PLATO - Ticagrelor in ACS

Wallentin L, et al. Ticagrelor versus clopidogrel in patients with acute coronary syndrome. N Engl J Med 2009;361:1045-57.

Bottom line: In patients with ACS (excluding STEMI treated with fibrinolysis, or low-risk unstable angina), ticagrelor reduced the risk of death (NNT 72) or MI (NNT 91) compared to clopidogrel at 1 year.

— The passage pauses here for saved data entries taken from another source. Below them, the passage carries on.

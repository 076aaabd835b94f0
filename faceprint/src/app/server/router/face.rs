use crate::{
    app::{
        server::dto::{
            DeleteFaceResponse, FaceInfo, FaceListResponse, ImageForm, ListFacesParams,
            MessageResponse, RegisterFaceResponse,
        },
        state::AppState,
    },
    core::service::face::dto::{FaceVerification, ImageUpload, RegisterFace},
    err,
    error::FaceprintError,
    map_err,
};
use axum::{
    extract::{
        multipart::MultipartRejection,
        rejection::QueryRejection,
        Multipart, Path, Query, State,
    },
    Json,
};
use uuid::Uuid;

#[utoipa::path(
    post,
    path = "/api/faces/register",
    request_body(content = String, content_type = "multipart/form-data", description = "`image` file, `person_name` and optional `description` fields"),
    responses(
        (status = 200, description = "Face registered", body = RegisterFaceResponse),
        (status = 400, description = "Malformed form, missing or invalid image, or no face detected"),
        (status = 413, description = "Image exceeds the upload limit"),
        (status = 422, description = "Invalid person name or description"),
        (status = 500, description = "Internal server error"),
        (status = 503, description = "Vector database unavailable")
    ),
    tag = "Faces"
)]
pub(super) async fn register_face(
    State(state): State<AppState>,
    form: Result<Multipart, MultipartRejection>,
) -> Result<Json<RegisterFaceResponse>, FaceprintError> {
    let mut form = ImageForm::read(map_err!(form)).await?;

    let data = RegisterFace::new(
        form.fields.remove("person_name").unwrap_or_default(),
        form.take("description"),
    );
    let upload = ImageUpload::new(form.content_type.as_deref(), &form.image);

    let (record, confidence) = state.services.face.register(upload, data).await?;

    Ok(Json(RegisterFaceResponse::new(record, confidence)))
}

#[utoipa::path(
    post,
    path = "/api/faces/verify",
    request_body(content = String, content_type = "multipart/form-data", description = "`image` file and optional `threshold` field"),
    responses(
        (status = 200, description = "Verification result", body = FaceVerification),
        (status = 400, description = "Malformed form, invalid image or threshold, or no face detected"),
        (status = 413, description = "Image exceeds the upload limit"),
        (status = 500, description = "Internal server error"),
        (status = 503, description = "Vector database unavailable")
    ),
    tag = "Faces"
)]
pub(super) async fn verify_face(
    State(state): State<AppState>,
    form: Result<Multipart, MultipartRejection>,
) -> Result<Json<FaceVerification>, FaceprintError> {
    let mut form = ImageForm::read(map_err!(form)).await?;

    let threshold = match form.take("threshold") {
        Some(threshold) => match threshold.trim().parse::<f32>() {
            Ok(threshold) => Some(threshold),
            Err(_) => return err!(InvalidParameter, "Threshold must be a number"),
        },
        None => None,
    };

    let upload = ImageUpload::new(form.content_type.as_deref(), &form.image);
    let verification = state.services.face.verify(upload, threshold).await?;

    Ok(Json(verification))
}

#[utoipa::path(
    get,
    path = "/api/faces/list",
    responses(
        (status = 200, description = "List registered faces", body = FaceListResponse),
        (status = 400, description = "Invalid limit"),
        (status = 500, description = "Internal server error"),
        (status = 503, description = "Vector database unavailable")
    ),
    params(ListFacesParams),
    tag = "Faces"
)]
pub(super) async fn list_faces(
    State(state): State<AppState>,
    params: Result<Query<ListFacesParams>, QueryRejection>,
) -> Result<Json<FaceListResponse>, FaceprintError> {
    let Query(params) = map_err!(params);
    let faces = state.services.face.list(params.limit).await?;
    Ok(Json(faces.into()))
}

#[utoipa::path(
    get,
    path = "/api/faces/{id}",
    responses(
        (status = 200, description = "Face information", body = FaceInfo),
        (status = 400, description = "Invalid face ID format"),
        (status = 404, description = "Face not found"),
        (status = 500, description = "Internal server error")
    ),
    params(
        ("id" = Uuid, Path, description = "Face ID")
    ),
    tag = "Faces"
)]
pub(super) async fn get_face(
    State(state): State<AppState>,
    Path(id): Path<String>,
) -> Result<Json<FaceInfo>, FaceprintError> {
    let id = map_err!(Uuid::parse_str(&id));
    let face = state.services.face.get(id).await?;
    Ok(Json(face.into()))
}

#[utoipa::path(
    delete,
    path = "/api/faces/{id}",
    responses(
        (status = 200, description = "Face deleted", body = DeleteFaceResponse),
        (status = 400, description = "Invalid face ID format"),
        (status = 404, description = "Face not found"),
        (status = 500, description = "Internal server error")
    ),
    params(
        ("id" = Uuid, Path, description = "Face ID")
    ),
    tag = "Faces"
)]
pub(super) async fn delete_face(
    State(state): State<AppState>,
    Path(id): Path<String>,
) -> Result<Json<DeleteFaceResponse>, FaceprintError> {
    let id = map_err!(Uuid::parse_str(&id));
    state.services.face.delete(id).await?;
    Ok(Json(DeleteFaceResponse::new(id)))
}

#[utoipa::path(
    delete,
    path = "/api/faces",
    responses(
        (status = 200, description = "All faces removed", body = MessageResponse),
        (status = 500, description = "Internal server error")
    ),
    tag = "System"
)]
pub(super) async fn clear_faces(
    State(state): State<AppState>,
) -> Result<Json<MessageResponse>, FaceprintError> {
    state.services.face.clear().await?;
    Ok(Json(MessageResponse {
        message: String::from("All faces cleared successfully"),
    }))
}
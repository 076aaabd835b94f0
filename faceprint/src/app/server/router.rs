use super::{api::ApiDoc, HttpConfiguration, MAX_BODY_SIZE};
use crate::app::state::AppState;
use axum::{
    extract::DefaultBodyLimit,
    http::{HeaderValue, Method},
    routing::{delete, get, post},
    Router,
};
use std::time::Duration;
use tower_http::{
    classify::ServerErrorsFailureClass,
    cors::{AllowOrigin, Any, CorsLayer},
    trace::TraceLayer,
};
use tracing::Span;
use utoipa::OpenApi;
use utoipa_swagger_ui::SwaggerUi;

pub(super) mod face;
pub(super) mod system;

pub fn router(state: AppState) -> Router {
    let cors = cors_layer(&state.http_config);

    let api = Router::new()
        .route("/health", get(system::health))
        .route("/stats", get(system::stats))
        .route("/faces/register", post(face::register_face))
        .route("/faces/verify", post(face::verify_face))
        .route("/faces/list", get(face::list_faces))
        .route("/faces", delete(face::clear_faces))
        .route("/faces/:id", get(face::get_face))
        .route("/faces/:id", delete(face::delete_face))
        .layer(DefaultBodyLimit::max(MAX_BODY_SIZE))
        .with_state(state);

    Router::new()
        .route("/", get(system::service_info))
        .route("/health", get(system::health_redirect))
        .nest("/api", api)
        .layer(
            TraceLayer::new_for_http()
                .on_request(|req: &axum::http::Request<_>, _span: &Span| {
                    let ctype = req
                        .headers()
                        .get("content-type")
                        .map(|v| v.to_str().unwrap_or("none"))
                        .unwrap_or_else(|| "none");

                    tracing::info!(
                        "Processing request | {} {} | content-type: {ctype}",
                        req.method(),
                        req.uri().path()
                    );
                })
                .on_response(
                    |res: &axum::http::Response<_>, latency: Duration, _span: &Span| {
                        let status = res.status();
                        let ctype = res
                            .headers()
                            .get("content-type")
                            .map(|v| v.to_str().unwrap_or("none"))
                            .unwrap_or_else(|| "none");

                        tracing::info!(
                            "Sending response | {status} | {}ms | {ctype}",
                            latency.as_millis()
                        );
                    },
                )
                .on_failure(
                    |error: ServerErrorsFailureClass, _latency: Duration, _span: &Span| {
                        tracing::error!("Error in request: {error}")
                    },
                ),
        )
        .layer(cors)
        .merge(SwaggerUi::new("/docs").url("/api-docs/openapi.json", ApiDoc::openapi()))
}

fn cors_layer(config: &HttpConfiguration) -> CorsLayer {
    let methods = [Method::GET, Method::POST, Method::DELETE, Method::OPTIONS];

    if config.cors_origins.iter().any(|origin| origin == "*") {
        tracing::info!("CORS - Allowing any origin");
        return CorsLayer::new()
            .allow_origin(Any)
            .allow_headers(Any)
            .allow_methods(methods);
    }

    let origins = config
        .cors_origins
        .iter()
        .filter_map(|origin| match HeaderValue::from_str(origin) {
            Ok(value) => {
                tracing::info!("CORS - Adding {origin} to allowed origins");
                Some(value)
            }
            Err(e) => {
                tracing::warn!("CORS - Skipping invalid origin {origin}: {e}");
                None
            }
        })
        .collect::<Vec<_>>();

    CorsLayer::new()
        .allow_origin(AllowOrigin::list(origins))
        .allow_headers(Any)
        .allow_methods(methods)
}
use clap::Parser;

// Adapter identifiers.

#[cfg(feature = "qdrant")]
pub const QDRANT_ID: &str = "qdrant";
#[cfg(feature = "insightface")]
pub const INSIGHTFACE_EMBEDDER_ID: &str = "insightface";

/// Reported by the health and root endpoints.
pub const VERSION: &str = env!("CARGO_PKG_VERSION");
pub const SERVICE_NAME: &str = "Face Recognition API";

/// The default address to listen on.
const DEFAULT_ADDRESS: &str = "0.0.0.0:8000";
/// The default Qdrant gRPC endpoint.
#[cfg(feature = "qdrant")]
const DEFAULT_QDRANT_URL: &str = "http://localhost:6334";
/// The default collection holding face embeddings.
const DEFAULT_COLLECTION: &str = "face_embeddings";
#[cfg(feature = "insightface")]
const DEFAULT_DETECTOR_MODEL: &str = "models/det_10g.onnx";
#[cfg(feature = "insightface")]
const DEFAULT_RECOGNIZER_MODEL: &str = "models/w600k_r50.onnx";
/// Minimum face detection score.
const DEFAULT_DETECTION_CONFIDENCE: f32 = 0.5;
/// Cosine similarity required for a verification match when the request does not specify one.
const DEFAULT_SIMILARITY_THRESHOLD: f32 = 0.6;

#[derive(Debug, Parser)]
#[command(name = "faceprint", version, about = "Face embedding registration and verification", long_about = None)]
pub struct StartArgs {
    /// Address to listen on.
    #[arg(long, short)]
    address: Option<String>,

    /// RUST_LOG string to use as the env filter.
    #[arg(long, short)]
    log: Option<String>,

    /// Qdrant URL.
    #[cfg(feature = "qdrant")]
    #[arg(long)]
    qdrant_url: Option<String>,

    /// Name of the vector collection holding the embeddings.
    #[arg(long)]
    collection: Option<String>,

    /// Path to the face detection ONNX model.
    #[cfg(feature = "insightface")]
    #[arg(long)]
    detector_model: Option<String>,

    /// Path to the face recognition ONNX model.
    #[cfg(feature = "insightface")]
    #[arg(long)]
    recognizer_model: Option<String>,

    /// Minimum confidence for a detected face to be used.
    #[arg(long)]
    detection_confidence: Option<f32>,

    /// Default similarity threshold for verification.
    #[arg(long)]
    similarity_threshold: Option<f32>,

    /// CORS allowed origins, comma separated. `*` allows any origin.
    #[arg(long)]
    cors_allowed_origins: Option<String>,
}

/// Implement a getter method on [StartArgs], using the `$var` environment variable as a fallback
/// and the default if neither the argument nor the environment variable is set.
/// Typed getters panic on unparsable environment values.
macro_rules! arg {
    ($id:ident, $var:literal, default $value:expr) => {
        impl StartArgs {
            pub fn $id(&self) -> String {
                match &self.$id {
                    Some(val) => val.to_string(),
                    None => match std::env::var($var) {
                        Ok(val) => val,
                        Err(_) => $value,
                    },
                }
            }
        }
    };
    ($id:ident: $ty:ty, $var:literal, default $value:expr) => {
        impl StartArgs {
            pub fn $id(&self) -> $ty {
                match self.$id {
                    Some(val) => val,
                    None => match std::env::var($var) {
                        Ok(val) => val.parse().unwrap_or_else(|_| {
                            panic!("Invalid value '{val}' for {}", $var)
                        }),
                        Err(_) => $value,
                    },
                }
            }
        }
    };
}

impl StartArgs {
    pub fn allowed_origins(&self) -> Vec<String> {
        let origins = match &self.cors_allowed_origins {
            Some(origins) => origins.clone(),
            None => std::env::var("CORS_ALLOWED_ORIGINS").unwrap_or_else(|_| String::from("*")),
        };

        origins
            .split(',')
            .map(str::trim)
            .filter_map(|o| (!o.is_empty()).then_some(String::from(o)))
            .collect()
    }
}

arg!(log,             "RUST_LOG",        default "info".to_string());
arg!(address,         "ADDRESS",         default DEFAULT_ADDRESS.to_string());
arg!(collection,      "FACE_COLLECTION", default DEFAULT_COLLECTION.to_string());

arg!(detection_confidence: f32, "DETECTION_CONFIDENCE", default DEFAULT_DETECTION_CONFIDENCE);
arg!(similarity_threshold: f32, "SIMILARITY_THRESHOLD", default DEFAULT_SIMILARITY_THRESHOLD);

// qdrant

#[cfg(feature = "qdrant")]
arg!(qdrant_url,      "QDRANT_URL",      default DEFAULT_QDRANT_URL.to_string());

// insightface

#[cfg(feature = "insightface")]
arg!(detector_model,  "DETECTOR_MODEL_PATH",   default DEFAULT_DETECTOR_MODEL.to_string());

#[cfg(feature = "insightface")]
arg!(recognizer_model, "RECOGNIZER_MODEL_PATH", default DEFAULT_RECOGNIZER_MODEL.to_string());
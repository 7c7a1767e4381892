use std::collections::VecDeque;
use std::io::{ErrorKind, Read};

use crate::buffer::DEFAULT_MAX_BUFFER_SIZE;
use crate::codec::LineFramer;
use crate::error::{FrameError, Result};
use crate::message::Message;

const READ_CHUNK_SIZE: usize = 4 * 1024;

/// Reads complete messages from any blocking `Read` stream.
///
/// Handles partial reads internally; callers always get whole lines.
pub struct LineReader<T> {
    inner: T,
    framer: LineFramer,
    ready: VecDeque<Message>,
}

impl<T: Read> LineReader<T> {
    pub fn new(inner: T) -> Self {
        Self::with_limit(inner, DEFAULT_MAX_BUFFER_SIZE)
    }

    /// Create a reader that rejects lines longer than `max_size` bytes.
    pub fn with_limit(inner: T, max_size: usize) -> Self {
        Self {
            inner,
            framer: LineFramer::with_limit(max_size),
            ready: VecDeque::new(),
        }
    }

    /// Read the next message (blocking).
    ///
    /// Returns `Err(FrameError::ConnectionClosed)` at end of stream. A partial
    /// line left at end of stream is not returned.
    pub fn read_message(&mut self) -> Result<Message> {
        loop {
            if let Some(message) = self.ready.pop_front() {
                return Ok(message);
            }

            let mut chunk = [0u8; READ_CHUNK_SIZE];
            let read = match self.inner.read(&mut chunk) {
                Ok(n) => n,
                Err(err) if err.kind() == ErrorKind::Interrupted => continue,
                Err(err) => return Err(FrameError::Io(err)),
            };

            if read == 0 {
                return Err(FrameError::ConnectionClosed);
            }

            let mut out = Vec::new();
            let result = self.framer.feed_into(&chunk[..read], &mut out);
            self.ready.extend(out);
            result?;
        }
    }

    /// Bytes received after the last newline.
    pub fn pending(&self) -> &[u8] {
        self.framer.pending()
    }

    pub fn get_ref(&self) -> &T {
        &self.inner
    }

    pub fn get_mut(&mut self) -> &mut T {
        &mut self.inner
    }

    pub fn into_inner(self) -> T {
        self.inner
    }
}

#[cfg(test)]
mod tests {
    use std::io::Cursor;

    use super::*;

    #[test]
    fn reads_lines_in_order() {
        let mut reader = LineReader::new(Cursor::new(b"one\n two \n\nthree\n".to_vec()));
        assert_eq!(reader.read_message().unwrap().as_str(), Some("one"));
        assert_eq!(reader.read_message().unwrap().as_str(), Some("two"));
        assert_eq!(reader.read_message().unwrap().as_str(), Some("three"));
        assert!(matches!(
            reader.read_message(),
            Err(FrameError::ConnectionClosed)
        ));
    }

    #[test]
    fn partial_reads_are_reassembled() {
        let reader = ByteByByteReader {
            bytes: b"slow line\n".to_vec(),
            pos: 0,
        };
        let mut reader = LineReader::new(reader);
        assert_eq!(reader.read_message().unwrap().as_str(), Some("slow line"));
    }

    #[test]
    fn trailing_partial_line_is_not_returned() {
        let mut reader = LineReader::new(Cursor::new(b"done\nunfinished".to_vec()));
        assert_eq!(reader.read_message().unwrap().as_str(), Some("done"));
        assert!(matches!(
            reader.read_message(),
            Err(FrameError::ConnectionClosed)
        ));
        assert_eq!(reader.pending(), b"unfinished");
    }

    #[test]
    fn interrupted_read_retries() {
        let reader = InterruptedThenData {
            interrupted: false,
            bytes: b"ok\n".to_vec(),
            pos: 0,
        };
        let mut reader = LineReader::new(reader);
        assert_eq!(reader.read_message().unwrap().as_str(), Some("ok"));
    }

    #[test]
    fn overlong_line_is_rejected() {
        let mut reader = LineReader::with_limit(Cursor::new(vec![b'x'; 64]), 16);
        assert!(matches!(
            reader.read_message(),
            Err(FrameError::BufferOverflow { .. })
        ));
    }

    #[test]
    fn reads_from_socket_pair() {
        use std::io::Write;

        let (mut left, right) = std::os::unix::net::UnixStream::pair().unwrap();
        let mut reader = LineReader::new(right);
        left.write_all(b"ping\n").unwrap();
        assert_eq!(reader.read_message().unwrap().as_str(), Some("ping"));
    }

    struct ByteByByteReader {
        bytes: Vec<u8>,
        pos: usize,
    }

    impl Read for ByteByByteReader {
        fn read(&mut self, buf: &mut [u8]) -> std::io::Result<usize> {
            if self.pos >= self.bytes.len() || buf.is_empty() {
                return Ok(0);
            }
            buf[0] = self.bytes[self.pos];
            self.pos += 1;
            Ok(1)
        }
    }

    struct InterruptedThenData {
        interrupted: bool,
        bytes: Vec<u8>,
        pos: usize,
    }

    impl Read for InterruptedThenData {
        fn read(&mut self, buf: &mut [u8]) -> std::io::Result<usize> {
            if !self.interrupted {
                self.interrupted = true;
                return Err(std::io::Error::from(ErrorKind::Interrupted));
            }
            let remaining = &self.bytes[self.pos..];
            let n = remaining.len().min(buf.len());
            buf[..n].copy_from_slice(&remaining[..n]);
            self.pos += n;
            Ok(n)
        }
    }
}
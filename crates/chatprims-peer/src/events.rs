use std::ops::{BitOr, BitOrAssign};

use chatprims_transport::Interest;

/// Advisory summary of what an engine is waiting for.
///
/// Meant for callers that embed the engine in their own event loop: watch
/// [`descriptor`](crate::ChatClient::descriptor) for these events, then call
/// `update` with a zero timeout.
#[derive(Clone, Copy, Default, PartialEq, Eq, Hash)]
pub struct PendingEvents(u8);

impl PendingEvents {
    pub const NONE: PendingEvents = PendingEvents(0);
    /// Incoming data or connections are of interest.
    pub const INPUT: PendingEvents = PendingEvents(0b01);
    /// Queued output is waiting for the socket to become writable.
    pub const OUTPUT: PendingEvents = PendingEvents(0b10);

    pub fn contains(self, other: PendingEvents) -> bool {
        self.0 & other.0 == other.0
    }

    pub fn is_empty(self) -> bool {
        self.0 == 0
    }

    /// The matching readiness interest, or `None` when nothing is pending.
    pub fn to_interest(self) -> Option<Interest> {
        let input = self.contains(PendingEvents::INPUT).then_some(Interest::READABLE);
        let output = self.contains(PendingEvents::OUTPUT).then_some(Interest::WRITABLE);
        match (input, output) {
            (Some(read), Some(write)) => Some(read | write),
            (read, write) => read.or(write),
        }
    }
}

impl BitOr for PendingEvents {
    type Output = PendingEvents;

    fn bitor(self, rhs: PendingEvents) -> PendingEvents {
        PendingEvents(self.0 | rhs.0)
    }
}

impl BitOrAssign for PendingEvents {
    fn bitor_assign(&mut self, rhs: PendingEvents) {
        self.0 |= rhs.0;
    }
}

impl std::fmt::Debug for PendingEvents {
    fn fmt(&self, f: &mut std::fmt::Formatter<'_>) -> std::fmt::Result {
        match (
            self.contains(PendingEvents::INPUT),
            self.contains(PendingEvents::OUTPUT),
        ) {
            (false, false) => f.write_str("NONE"),
            (true, false) => f.write_str("INPUT"),
            (false, true) => f.write_str("OUTPUT"),
            (true, true) => f.write_str("INPUT | OUTPUT"),
        }
    }
}
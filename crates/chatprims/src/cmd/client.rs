use std::io::{self, Read};
use std::sync::atomic::{AtomicBool, Ordering};
use std::sync::mpsc::{self, Receiver, TryRecvError};
use std::sync::Arc;
use std::thread;
use std::time::{Duration, Instant};

use chatprims_frame::{LineFramer, Message};
use chatprims_peer::{ChatClient, ChatError, ConnectionState, PendingEvents};
use chatprims_transport::{Events, Poller, Registration, Token};
use mio::unix::SourceFd;
use mio::Waker;

use crate::cmd::{install_ctrlc_handler, parse_duration, ClientArgs};
use crate::exit::{chat_error, io_error, CliError, CliResult, SUCCESS, TIMEOUT, USAGE};
use crate::output::{print_message, OutputFormat};

const TICK: Duration = Duration::from_millis(100);
const STDIN_CHUNK: usize = 4096;

const SOCKET: Token = Token(0);
const STDIN: Token = Token(1);

pub fn run(args: ClientArgs, format: OutputFormat) -> CliResult<i32> {
    let send_timeout = parse_duration(&args.timeout)?;
    let outgoing = args
        .send
        .iter()
        .map(|text| {
            Message::new(text.clone())
                .map_err(|err| CliError::new(USAGE, format!("invalid --send value {text:?}: {err}")))
        })
        .collect::<CliResult<Vec<_>>>()?;

    let mut client = ChatClient::new();
    client
        .connect(&args.address)
        .map_err(|err| chat_error("connect failed", err))?;
    let origin = client
        .peer_addr()
        .map_or_else(|| args.address.clone(), |addr| addr.to_string());

    for message in &outgoing {
        send_message(&mut client, message)?;
    }

    let running = Arc::new(AtomicBool::new(true));
    install_ctrlc_handler(running.clone())?;

    let mut readiness = Readiness::new()?;
    // Lines typed on stdin are framed locally so blank lines never go out.
    let mut stdin = if outgoing.is_empty() {
        Some((LineFramer::new(), spawn_stdin_reader(readiness.waker()?)?))
    } else {
        None
    };
    let started = Instant::now();
    let mut printed = 0usize;

    while running.load(Ordering::SeqCst) {
        let delivered = client.state() == Some(ConnectionState::Open)
            && !client.pending_events().contains(PendingEvents::OUTPUT);

        if let Some(limit) = args.exit_after {
            if printed >= limit {
                return Ok(SUCCESS);
            }
        } else if stdin.is_none() && delivered {
            return Ok(SUCCESS);
        }
        if !outgoing.is_empty() && !delivered && started.elapsed() >= send_timeout {
            return Err(CliError::new(
                TIMEOUT,
                format!("timed out sending to {origin}"),
            ));
        }

        readiness.wait(&client)?;
        if let Some((framer, lines)) = stdin.as_mut() {
            if !pump_stdin(&mut client, framer, lines)? {
                stdin = None;
            }
        }

        let update = client.update(Some(Duration::ZERO));
        while let Some(message) = client.pop_next() {
            print_message(&message, &origin, format);
            printed = printed.saturating_add(1);
        }
        match update {
            Ok(()) | Err(ChatError::Timeout) => {}
            Err(err) => return Err(chat_error("connection lost", err)),
        }
    }

    Ok(SUCCESS)
}

fn send_message(client: &mut ChatClient, message: &Message) -> CliResult<()> {
    let mut line = Vec::with_capacity(message.len() + 1);
    line.extend_from_slice(message.as_bytes());
    line.push(b'\n');
    client
        .feed(&line)
        .map_err(|err| chat_error("send failed", err))
}

/// What the stdin reader thread hands to the event loop.
#[derive(Debug)]
enum StdinEvent {
    Data(Vec<u8>),
    Closed,
    Failed(io::Error),
}

/// Read stdin on its own thread, waking the event loop after every chunk.
/// Stdin may be a regular file, which cannot be registered for readiness.
fn spawn_stdin_reader(waker: Arc<Waker>) -> CliResult<Receiver<StdinEvent>> {
    let (tx, rx) = mpsc::channel();
    thread::Builder::new()
        .name("stdin".to_string())
        .spawn(move || {
            let mut input = io::stdin().lock();
            let mut chunk = [0u8; STDIN_CHUNK];
            loop {
                let event = match input.read(&mut chunk) {
                    Ok(0) => StdinEvent::Closed,
                    Ok(n) => StdinEvent::Data(chunk[..n].to_vec()),
                    Err(err) if err.kind() == io::ErrorKind::Interrupted => continue,
                    Err(err) => StdinEvent::Failed(err),
                };
                let last = !matches!(event, StdinEvent::Data(_));
                if tx.send(event).is_err() {
                    return;
                }
                if let Err(err) = waker.wake() {
                    tracing::debug!(error = %err, "failed to wake event loop");
                }
                if last {
                    return;
                }
            }
        })
        .map_err(|err| io_error("failed to start stdin reader", err))?;
    Ok(rx)
}

/// Send every completed line stdin has produced so far.
///
/// Returns `false` at end of input, after sending any unterminated last line.
fn pump_stdin(
    client: &mut ChatClient,
    framer: &mut LineFramer,
    input: &Receiver<StdinEvent>,
) -> CliResult<bool> {
    loop {
        match input.try_recv() {
            Ok(StdinEvent::Data(chunk)) => {
                let lines = framer
                    .feed(&chunk)
                    .map_err(|err| CliError::new(USAGE, format!("stdin line rejected: {err}")))?;
                for message in &lines {
                    send_message(client, message)?;
                }
            }
            Ok(StdinEvent::Closed) | Err(TryRecvError::Disconnected) => {
                if let Ok(last) = Message::new(framer.pending().to_vec()) {
                    send_message(client, &last)?;
                }
                framer.reset();
                tracing::debug!("stdin closed");
                return Ok(false);
            }
            Ok(StdinEvent::Failed(err)) => return Err(io_error("stdin read failed", err)),
            Err(TryRecvError::Empty) => return Ok(true),
        }
    }
}

/// The CLI's own poll set: the client socket plus the stdin waker.
struct Readiness {
    poller: Poller,
    events: Events,
    socket: Option<Registration>,
}

impl Readiness {
    fn new() -> CliResult<Self> {
        let poller = Poller::new().map_err(|err| chat_error("poll setup failed", err.into()))?;
        Ok(Self {
            poller,
            events: Events::with_capacity(2),
            socket: None,
        })
    }

    fn waker(&self) -> CliResult<Arc<Waker>> {
        Waker::new(self.poller.registry(), STDIN)
            .map(Arc::new)
            .map_err(|err| io_error("poll setup failed", err))
    }

    /// Block for at most one tick on what the client is waiting for, or
    /// until the stdin reader has something.
    fn wait(&mut self, client: &ChatClient) -> CliResult<()> {
        let watch = client
            .descriptor()
            .zip(client.pending_events().to_interest());
        if let Some((fd, interest)) = watch {
            let mut source = SourceFd(&fd);
            match self.socket.as_mut() {
                Some(registration) => {
                    registration
                        .set_interest(&self.poller, &mut source, interest)
                        .map_err(|err| chat_error("poll failed", err.into()))?;
                }
                None => {
                    let registration =
                        Registration::new(&self.poller, &mut source, SOCKET, interest)
                            .map_err(|err| chat_error("poll failed", err.into()))?;
                    self.socket = Some(registration);
                }
            }
        }

        self.poller
            .wait(&mut self.events, Some(TICK))
            .map_err(|err| chat_error("poll failed", err.into()))?;
        Ok(())
    }
}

Conversely, ticagrelor increased the risk of certain adverse events compared to clopidogrel, including non-CABG major bleed (NNH 143) and dyspnea (NNH 17).

 

    Patients

    • Inclusion:
      • ACS with symptom onset <24h, including:
        • STEMI treated with primary PCI
        • NSTE-ACS with at least 2 of the following:
          • EKG - ST-segment changes suggesting ischemia
          • Troponin or CK-MB positive
          • 1+ additional risk factor (age 60+ y; previous MI, CABG or ischemic stroke/TIA; CAD with stenosis at least 50% in 2+ vessels; carotid stenosis of at least 50% or cerebral revascularization; CKD with eGFR <60 mL/min; diabetes; PAD)
    • Exclusion:
      • Fibrinolytic <24h before randomization
      • Need for oral anticoagulation
      • Increased risk of bradycardia
      • Taking medication that is a strong CYP 3A inhibitor/inducer
    • ? screened -> 18,624 randomized & analyzed for efficacy (18,421 analyzed for safety outcomes)
    • "Average" patient
      • Age 62 y (75+ y - 15%)
      • Female 28%
      • White 92%
      • ACS final diagnosis
        • STEMI 38%
        • NSTEMI 42%
        • Unstable angina 17%
      • CV history
        • MI 21%
        • PCI 13%
        • CABG 6%
        • HF 5%
        • Non-hemorrhagic stroke 4%
        • PAD 6%
      • CV risk factors
        • Smoker 36%
        • HTN 65%
        • CKD 4%
        • Dyslipidemia 47%
        • Diabetes 25%

    Interventions & co-interventions

    • I: Ticagrelor x up to 12 months (median 9 months)
      • Loading dose of 180 mg PO x1, followed by
      • Maintenance dose of 90 mg PO BID
      • Started at median 11 hours from start of chest pain
      • % of patients taking at least 80% of study drug: 83%
    • C: Clopidogrel x up to 12 months (median 9 months)
      • Loading dose of 300 mg PO x1 (additional 300 mg for total loading dose 600 mg could be given prior to PCI), followed by
      • Maintenance dose of 75 mg PO once daily
      • Started at median 11 hours from start of chest pain
      • % of patients taking at least 80% of study drug: 83%
    • Co-interventions
      • ASA 75-100 mg PO daily (could be increased to 325 mg PO daily for 1st 6 months after stent placement)
      • Procedures
        • Coronary angiography 81%
        • PCI during index hospitalization 61%
      • Other meds at discharge
        • Statin, ACEI/ARB, beta-blocker ~90%
        • PPI 45%

    Results @ median 9 months

    • Statistically significant reduction with ticagrelor in:
      • Death from any cause: 4.5% vs 5.9% (NNT 72)
      • Primary outcome (vascular death, MI, stroke): Ticagrelor 9.8%, clopidogrel 11.7% (NNT 53)
      • MI 5.8% vs 6.9% (NNT 91)
      • Stent thrombosis (probable or definite): 2.2% vs 2.9% (NNT 143)
    • No statistically significant difference in:
      • Ischemic stroke: 1.1% in both groups
      • Hemorrhagic stroke: 0.2% vs 0.1% (p=0.10)
      • Recurrent ischemia: 5.8% vs 6.2% (p=0.22)
    • Safety:
      • Premature discontinuation: 23.4% vs 21.5% (NNH 53)
        • Because of adverse event: 7.4% vs 6.0% (NNH 72)
      • Major bleed: 11.6% vs 11.2% (p=0.43)
        • Not related to CABG: 4.5% vs 3.8% (NNH 143)
      • Dyspnea: 13.8% vs 7.8% (NNH 17)
        • Requiring study drug discontinuation: 0.9% vs 0.1% (NNH 125)
      • Bradycardia requiring pacemaker insertion: 0.9% in both groups
      • Transient reversible increases in SCr & uric acid greater in ticagrelor group
    • Subgroup analyses: 3 of 25 subgroups had a positive test for interaction (each with p=0.05 or lower). Of interest:

    Issues with internal validity?

    • Unclear risk of bias: Incompletely described as a "randomized, double-blind trial". No description of sequence generation, allocation concealment, blinding method.
    • Low risk of attrition bias (loss-to-follow-up <0.5%), and analysis properly included all randomized patients (intention-to-treat population).